A Whirlwind of Video Games and More!

At Penny Arcade Expo, you get a trade show element where various companies show off their latest and upcoming games. You get many different discussion panels covering a range of topics related to gaming. You get the marketplace to buy some collectibles and other merchandise.¬†And then there are gaming tournaments, tabletop games, cosplay, card games, and a whole lot of other stuff, not to mention a couple of concerts to boot. It’s a very busy weekend, but naturally, the “trade show” aspect isn’t as big as what you’d get at something like E3 or the Tokyo Game Show.

Attending a Couple of Panels

Here’s a quick video preview of the two panels I attended…

Personally, I think one of the strongest elements of PAX Prime 2010, outside of checking out the people dressed up as their favorite game characters, is the selection of panels. They gather several experts and other industry folks to cover topics. At any time, there are between three and six panels going on.
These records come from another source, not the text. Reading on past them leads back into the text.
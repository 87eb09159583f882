use super::Vocabulary;
use crate::Result;
use serde::Deserialize;
use std::path::{Path, PathBuf};

/// Engine-wide settings, shared by every execution.
#[derive(Debug, Clone, Deserialize)]
#[serde(default)]
pub struct EngineSettings {
    /// Keyword lists behind the heuristics.
    pub vocabulary: Vocabulary,

    /// Page-settling waits.
    pub stability: StabilitySettings,

    /// Where session videos are finalized.
    pub video_dir: PathBuf,

    /// Where failure screenshots are written.
    pub screenshot_dir: PathBuf,

    /// Read-only store of files available to `upload` steps.
    pub upload_dir: PathBuf,

    /// Attempts given to the AI-assisted fallback.
    pub assist_attempts: u32,
}

impl Default for EngineSettings {
    fn default() -> Self {
        Self {
            vocabulary: Vocabulary::default(),
            stability: StabilitySettings::default(),
            video_dir: PathBuf::from("artifacts/videos"),
            screenshot_dir: PathBuf::from("artifacts/screenshots"),
            upload_dir: PathBuf::from("uploads"),
            assist_attempts: 3,
        }
    }
}

impl EngineSettings {
    /// Load settings from a YAML file. Missing keys keep their defaults.
    pub fn load<P: AsRef<Path>>(path: P) -> Result<Self> {
        let content = std::fs::read_to_string(path.as_ref())?;
        Self::parse(&content)
    }

    pub fn parse(yaml: &str) -> Result<Self> {
        if yaml.trim().is_empty() {
            return Ok(Self::default());
        }
        Ok(serde_yaml::from_str(yaml)?)
    }
}

/// Timings for the stability waiter, in milliseconds.
#[derive(Debug, Clone, Deserialize)]
#[serde(default)]
pub struct StabilitySettings {
    pub network_idle_ms: u64,
    pub network_timeout_ms: u64,
    pub lenient_network_timeout_ms: u64,
    pub loader_timeout_ms: u64,
    pub lenient_loader_timeout_ms: u64,
    /// Frame count treated as "embedded app mounted".
    pub min_frames: usize,
    pub frame_poll_attempts: u32,
    pub frame_poll_interval_ms: u64,
    pub lenient_pause_ms: u64,
}

impl Default for StabilitySettings {
    fn default() -> Self {
        Self {
            network_idle_ms: 500,
            network_timeout_ms: 5000,
            lenient_network_timeout_ms: 2000,
            loader_timeout_ms: 5000,
            lenient_loader_timeout_ms: 1500,
            min_frames: 1,
            frame_poll_attempts: 10,
            frame_poll_interval_ms: 500,
            lenient_pause_ms: 500,
        }
    }
}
Stretching across three days and about ten hours each day, that makes up a lot of panels. One of my favorite panels was the Myth of the Gamer Girl. They candidly discussed the state of the industry, both from the development and the consumer points of view.

This is clearly related to the question we asked some time back: Where are the women in the video games industry?

Panelist Cassie Wallender is a product manager at MySpace and she made a very apt observation relating to groups like the Frag Dolls and the PMS Clan. It’s good that the women are rallying together, but this can perpetuate the segregation from the larger gaming community. As she put it, “Let’s make an all-girls club. Oh wait. Why are we so separate from the boys?”

Another panel I attended was the one run by OverClocked Remix. They are a video game music community best known for remixing all sorts of classic video game soundtracks. This goes well beyond the musical interests of Rock Band, since their remixes are composed to “re-imagine” our nostalgic favorites.

You may know their work, for instance, from the official soundtrack to Super Street Fighter II Turbo HD Remix on Xbox Live Arcade and PlayStation Network. All of their tracks are available for free through the OCRemix website, including some upcoming albums.

They’re working on remixes for Mega Man X, Final Fantasy V, Donkey Kong Country 2, and Donkey Kong Country 3. The website is due for a redesign in the next month or so as well.